Top of Material provided

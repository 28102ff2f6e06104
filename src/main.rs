mod catalog;
mod command_line;
mod config;
mod logging;
mod utils;


use anyhow::Result;
use tracing::info;

use crate::catalog::Session;
use crate::config::Settings;

#[tokio::main]
async fn main() -> Result<()> {
    logging::init_logging()?;
    dotenv::dotenv().ok();

    let settings = Settings::from_env()?;
    let mut session = Session::new(settings.loader.clone());

    if let Some(bundle) = &settings.bundle {
        session
            .connect(
                bundle,
                settings.credentials.username(),
                settings.credentials.password(),
                &settings.keyspace,
            )
            .await?;
        session.create_tables().await?;
        session.initialize().await?;
    } else {
        info!("CATALOG_BUNDLE is not set; use `connect` to open a session");
    }

    command_line::run(&mut session, &settings).await?;

    if session.is_connected() {
        session.close().await?;
    }
    Ok(())
}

Bottom of Material provided

■ Exercise aim
Reproduce the material exactly. Every line must match.

■ Task solution
repository 28102ff2f6e06104
filename src/main.rs
mod catalog;
mod command_line;
mod config;
mod logging;
mod utils;


use anyhow::Result;
use tracing::info;

use crate::catalog::Session;
use crate::config::Settings;

#[tokio::main]
async fn main() -> Result<()> {
    logging::init_logging()?;
    dotenv::dotenv().ok();

    let settings = Settings::from_env()?;
    let mut session = Session::new(settings.loader.clone());

    if let Some(bundle) = &settings.bundle {
        session
            .connect(
                bundle,
                settings.credentials.username(),
                settings.credentials.password(),
                &settings.keyspace,
            )
            .await?;
        session.create_tables().await?;
        session.initialize().await?;
    } else {
        info!("CATALOG_BUNDLE is not set; use `connect` to open a session");
    }

    command_line::run(&mut session, &settings).await?;

    if session.is_connected() {
        session.close().await?;
    }
    Ok(())
}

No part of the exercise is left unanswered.